I'm not sure how to respond to this. I think a major feature of DKIM
is that it doesn't require certificates at all.
I buy that many people see value to taking the DKIM key that is in the
DNS, wrapping it up into a certificate, and certifying it at some
level. Certainly, you're in the business of doing that, and you
wouldn't be spending work on certificate customers without the
reasonable expectation of paying customers who see value in that.
When we were designing DKIM, we were discussing certificates in DKIM,
and I said then that there's nothing stopping you from taking that
very RSA key and creating a cert request with it and doing whatever
you want to with it. That's still true.
*I* don't know why one wants to do that. I don't see the value. I
think the value in DKIM is that it's simple. But I understand that
there are people who like complexity in their life and are willing to
pay other people to make their life complex. Whatever.
Note that OpenPGP is Pretty Good PRIVACY and NOT authentication. As
with S/MIME the authentication was an afterthought (otherwise DKIM
would not have been necessary). Confidentiality was the main story.
Gosh, that makes sense. Since OpenPGP is *privacy* and not
authentication, I suppose we can't do S/MIME in anything that doesn't
have a MIME encoding, right?
I think you're wrong on that. The major use that I know of for OpenPGP
is signing things, which I think counts as authentication.
The major reason we didn't use either of them with DKIM was that it
would have required a change to the way email was formatted, and the
major ISPs had a requirement that DKIM be invisible to the naive user.
That meant that putting the signatures into the headers was the only
viable solution.
OpenPGP can be used to provide for integrity, but only after you add
in quite a bit of additional mechanism like key servers. Phil Z. did
have some really interesting insights into how to do authentication
right as well - but he didn't put them into code.

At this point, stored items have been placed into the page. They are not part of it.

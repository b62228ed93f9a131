use std::sync::LazyLock;

use regex::Regex;
use rust_decimal::Decimal;
use tracing::{debug, info};

use crate::grid::Grid;
use crate::models::{DiagnosticReason, Diagnostics, Field, Operation, OperationType, SectionKind};
use crate::sections::headers::{header_texts, resolve_pair, ColumnMap, RowContext, SynonymTable};
use crate::sections::locator::{find_block_start, find_row, fold, SECURITIES_TRADES_ANCHOR};
use crate::sections::state::Instrument;
use crate::sections::trades::{walk_trades, TradeRow};
use crate::sections::{ParseContext, SectionParser};
use crate::types::{quantity_from, Cell};

static DECLARATION_RE: LazyLock<Regex> = LazyLock::new(|| {
    Regex::new(r"^(?P<ticker>\S+).*?ISIN[:\s]*(?P<isin>[A-Z0-9]{12})").expect("valid instrument regex")
});

const STOCK_HEADER: &[&str] = &["дата", "номер", "куплено", "продано", "сумма", "валюта", "дата соверш", "время соверш"];
const BOND_HEADER: &[&str] = &["совершена", "номер", "куплено", "продано", "сумма", "валюта", "нкд покупки", "нкд продажи"];

const STOCK_COLUMNS: SynonymTable = &[
    (Field::OperationId, &[&["номер"]]),
    (Field::BuyQuantity, &[&["куплено"]]),
    (Field::SellQuantity, &[&["продано"]]),
    (Field::BuyPayment, &[&["сумма", "платеж"], &["платеж"]]),
    (Field::SellPayment, &[&["сумма", "выруч"], &["выручка"]]),
    (Field::Currency, &[&["валют"]]),
    (Field::Date, &[&["дата соверш"], &["совершена"]]),
    (Field::Time, &[&["время соверш"]]),
    (Field::Comment, &[&["примеч"], &["коммент"]])
];

const BOND_COLUMNS: SynonymTable = &[
    (Field::OperationId, &[&["номер"]]),
    (Field::BuyQuantity, &[&["куплено"]]),
    (Field::SellQuantity, &[&["продано"]]),
    (Field::BuyPayment, &[&["сумма", "платеж"], &["платеж"]]),
    (Field::SellPayment, &[&["сумма", "выруч"], &["выручка"]]),
    (Field::Currency, &[&["валют"]]),
    (Field::Date, &[&["совершена"], &["дата соверш"]]),
    (Field::BuyAci, &[&["нкд", "покупки"]]),
    (Field::SellAci, &[&["нкд", "продажи"]]),
    (Field::Comment, &[&["примеч"], &["коммент"]])
];

/// Instrument class of a sub-block inside the securities trades section.
#[derive(Debug, Clone, Copy, PartialEq, Eq)]
pub enum InstrumentClass {
    Stock,
    Bond
}

impl InstrumentClass {
    /// Sub-block marker detection. Instrument declaration rows are never markers.
    pub fn of_marker(grid: &Grid, index: usize) -> Option<Self> {
        if is_declaration(grid.row(index)) {
            return None;
        }

        let text = fold(&grid.row_text(index));
        if text.contains("акция") || text.contains("адр") {
            Some(InstrumentClass::Stock)
        } else if text.contains("облигация") {
            Some(InstrumentClass::Bond)
        } else {
            None
        }
    }

    fn section(&self) -> SectionKind {
        match self {
            InstrumentClass::Stock => SectionKind::StockTrades,
            InstrumentClass::Bond => SectionKind::BondTrades
        }
    }

    fn header_keywords(&self) -> &'static [&'static str] {
        match self {
            InstrumentClass::Stock => STOCK_HEADER,
            InstrumentClass::Bond => BOND_HEADER
        }
    }

    fn columns(&self, headers: &[String]) -> ColumnMap {
        let table = match self {
            InstrumentClass::Stock => STOCK_COLUMNS,
            InstrumentClass::Bond => BOND_COLUMNS
        };

        let mut columns = ColumnMap::resolve(headers, table);
        columns.insert_pair((Field::BuyPrice, Field::SellPrice), resolve_pair(headers, "цена", "покуп", "прода"));
        columns
    }
}

/// Stock and bond deals of the `2.1. Сделки` section.
#[derive(Debug, Clone, Copy, Default)]
pub struct SecuritiesTradesParser;

impl SecuritiesTradesParser {
    fn parse_block(&self, grid: &Grid, class: InstrumentClass, start: usize, end: usize, diagnostics: &mut Diagnostics) -> Vec<Operation> {
        let Some(header) = find_row(grid, start..end, class.header_keywords()) else {
            diagnostics.section(class.section(), DiagnosticReason::HeaderNotFound);
            return Vec::new();
        };

        let columns = class.columns(&header_texts(grid, header));

        walk_trades(grid, header + 1..end, classify_row, |index, instrument| {
            let row = RowContext::new(grid, index, &columns, class.section());
            let date = row.date(Field::Date, diagnostics)?;
            let time = row.cell(Field::Time).time();

            let bought = row.amount(Field::BuyQuantity, diagnostics);
            let sold = row.amount(Field::SellQuantity, diagnostics);
            let (operation_type, quantity, price, payment, aci) = if bought > Decimal::ZERO {
                (OperationType::Buy, bought, Field::BuyPrice, Field::BuyPayment, Field::BuyAci)
            } else if sold > Decimal::ZERO {
                (OperationType::Sell, sold, Field::SellPrice, Field::SellPayment, Field::SellAci)
            } else {
                diagnostics.row(class.section(), row.display_row(), DiagnosticReason::NoTradeSide);
                return None;
            };

            let aci = match class {
                InstrumentClass::Bond => row.amount(aci, diagnostics),
                InstrumentClass::Stock => Decimal::ZERO
            };

            debug!("Row {}: {} {} x{quantity}", row.display_row(), operation_type.as_str(), instrument.ticker);
            Some(
                Operation::new(date.and_time(time), operation_type, row.amount(payment, diagnostics), row.text(Field::Currency))
                    .with_instrument(instrument.ticker.as_str(), instrument.isin.as_str())
                    .with_trade(row.amount(price, diagnostics), quantity_from(quantity), aci)
                    .with_comment(row.text(Field::Comment))
                    .with_operation_id(row.text(Field::OperationId))
            )
        })
    }
}

impl SectionParser for SecuritiesTradesParser {
    fn kind(&self) -> SectionKind {
        SectionKind::SecuritiesTrades
    }

    fn parse(&self, grid: &Grid, context: &mut ParseContext) -> Vec<Operation> {
        let Some(start) = find_block_start(grid, SECURITIES_TRADES_ANCHOR) else {
            context.diagnostics.section(self.kind(), DiagnosticReason::SectionNotFound);
            return Vec::new();
        };

        let markers: Vec<(usize, InstrumentClass)> = (start..grid.height())
            .filter_map(|index| InstrumentClass::of_marker(grid, index).map(|class| (index, class)))
            .collect();

        let mut operations = Vec::new();
        for (position, (marker, class)) in markers.iter().enumerate() {
            let end = markers.get(position + 1).map(|(next, _)| *next).unwrap_or(grid.height());
            let found = self.parse_block(grid, *class, marker + 1, end, &mut context.diagnostics);
            debug!("{class:?} block at row {}: {} records", grid.display_row(*marker), found.len());
            operations.extend(found);
        }

        info!("Securities trades: {} records in {} blocks", operations.len(), markers.len());
        operations
    }
}

fn classify_row(grid: &Grid, index: usize) -> TradeRow {
    let cells = grid.row(index);

    if grid.is_blank_row(index) {
        TradeRow::End
    } else if cells.iter().any(|cell| matches!(cell, Cell::Text(text) if fold(text.trim()).starts_with("итого"))) {
        TradeRow::Subtotal
    } else if is_declaration(cells) {
        TradeRow::Declaration(declared_instrument(&grid.row_text(index)))
    } else {
        TradeRow::Trade
    }
}

fn is_declaration(cells: &[Cell]) -> bool {
    cells.iter().any(|cell| match cell {
        Cell::Text(text) => {
            let text = fold(text);
            text.contains("номер рег") || text.contains("isin")
        }
        _ => false
    })
}

/// Ticker is the first token of the row, ISIN the twelve characters after `ISIN`.
fn declared_instrument(row_text: &str) -> Instrument {
    match DECLARATION_RE.captures(row_text) {
        Some(captures) => Instrument {
            ticker: captures["ticker"].to_string(),
            isin: captures["isin"].to_string(),
            currency: String::new()
        },
        None => Instrument::default()
    }
}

I'm sorry, this is so wrong on so many ways, Phill.
(1) OpenPGP is a *standard* for a *protocol*. It is not code.
(2) OpenPGP is a descendent of what the original PGP was, and contains
many things that weren't in the original PGP, and comparing OpenPGP to
PGP 2 would be like reducing S/MIME to being nothing more than PEM.

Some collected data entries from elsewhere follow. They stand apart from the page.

use thiserror::Error;
use tokio::task::JoinError;

use crate::grid::GridError;

#[derive(Debug, Error)]
pub enum StatementError {
    #[error("Statement could not be loaded: {0}")]
    Load(#[from] GridError),
    #[error("Statement worker stopped before finishing: {0}")]
    Worker(#[from] JoinError)
}
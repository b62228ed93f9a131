use std::path::{Path, PathBuf};
use std::sync::Arc;

use tokio::task::spawn_blocking;
use tracing::{error, info, warn};

use crate::engine::StatementError;
use crate::grid::{load_grid, load_grid_from_bytes, Grid};
use crate::models::{Operation, StatementReport};
use crate::sections::{CashOperationsParser, CashVocabulary, CurrencyTradesParser, ParseContext, SecuritiesTradesParser, SectionParser};
use crate::types::CurrencyTable;

/// Runs every section parser over one statement and merges the results.
#[derive(Clone)]
pub struct StatementEngine {
    parsers: Vec<Arc<dyn SectionParser>>,
    currencies: CurrencyTable
}

impl StatementEngine {
    /// Creates an engine with the cash, currency trades and securities trades parsers, in that order.
    pub fn new() -> Self {
        let cash: Arc<dyn SectionParser> = Arc::new(CashOperationsParser::new(CashVocabulary::standard(), CurrencyTable::standard()));
        let currency: Arc<dyn SectionParser> = Arc::new(CurrencyTradesParser);
        let securities: Arc<dyn SectionParser> = Arc::new(SecuritiesTradesParser);

        Self::with_parsers(vec![cash, currency, securities])
    }

    pub fn with_parsers(parsers: Vec<Arc<dyn SectionParser>>) -> Self {
        Self { parsers, currencies: CurrencyTable::standard() }
    }

    /// Parses an already loaded grid. Never fails; degraded input shows up in `warnings`.
    pub fn parse_grid(&self, grid: &Grid) -> StatementReport {
        let mut context = ParseContext::default();
        let mut operations: Vec<Operation> = Vec::new();

        for parser in &self.parsers {
            let found = parser.parse(grid, &mut context);
            info!("{:?}: {} operations", parser.kind(), found.len());
            operations.extend(found);
        }

        for operation in &mut operations {
            operation.currency = self.currencies.normalize(&operation.currency);
        }

        if !context.diagnostics.entries().is_empty() {
            warn!("Statement parsed with {} warnings", context.diagnostics.entries().len());
        }

        //NOTE: sort_by_key is stable, so same-day operations keep section order
        operations.sort_by_key(Operation::sort_key);

        StatementReport {
            metadata: context.metadata,
            operations,
            warnings: context.diagnostics.into_entries()
        }
    }

    pub fn parse_file(&self, path: &Path) -> Result<StatementReport, StatementError> {
        let grid = load_grid(path)?;
        Ok(self.parse_grid(&grid))
    }

    pub fn parse_bytes(&self, bytes: Vec<u8>) -> Result<StatementReport, StatementError> {
        let grid = load_grid_from_bytes(bytes)?;
        Ok(self.parse_grid(&grid))
    }

    /// Loads and parses a statement file on a blocking worker.
    pub async fn run(&self, path: PathBuf) -> Result<StatementReport, StatementError> {
        let engine = self.clone();

        spawn_blocking(move || engine.parse_file(&path)).await?
            .inspect_err(|error| error!("Statement parsing failed: {error}"))
    }

    /// Parses statement bytes, such as an upload read from stdin, on a blocking worker.
    pub async fn run_bytes(&self, bytes: Vec<u8>) -> Result<StatementReport, StatementError> {
        let engine = self.clone();

        spawn_blocking(move || engine.parse_bytes(bytes)).await?
            .inspect_err(|error| error!("Statement parsing failed: {error}"))
    }
}

impl Default for StatementEngine {
    fn default() -> Self {
        Self::new()
    }
}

(3) Many people have put advanced authentication concepts into code
that uses the OpenPGP protocol.
I know you don't want to do this, but you're setting up a straw man in
a forest with a lot of trees and trying to cut down the mightiest tree
in that forest with a red herring.
As with the PKIX approach, there is only value to doing an OpenPGP
binding if you are going to get something more from it than you
already get from the existing DKIM DNS key distribution scheme. That
means doing more than the absolute bare bones PGP key signing. How
much more I don't know, but certainly more than just a fingerprint
and probably more than one key signing. We are entering areas that
are certainly possible with PGP in theory, but practical experience
is thin.
The way I would add in support for PGP to DKIM would be to add in a
link to XKMS which serves as a multi-protocol key-server.
Significantly, one of the authors of XKMS, Brian LaMachia was also
the author/maintainer of the MIT Key Server for PGP. (Some other
DKIM folk were also involved)
Then, uh, why not do all of this via XKMS? XKMS is a beautiful
protocol that has as its only flaw that there's no integration into
existing systems. Since there's no major practical thing that it does,
no one does it. Why not rescue it with this, which is something it is
uniquely positioned to do?
In short -- why invent something new when XKMS is an existing protocol
that does it? (There are a number of reasonable answers that I can
think of to this question, like that what you're doing is not generic,
and generic is often more like a bug than a feature. Nonetheless, you
describe what looks to me like a reasonable answer to this issue
yourself. Use XKMS, and get all of them.)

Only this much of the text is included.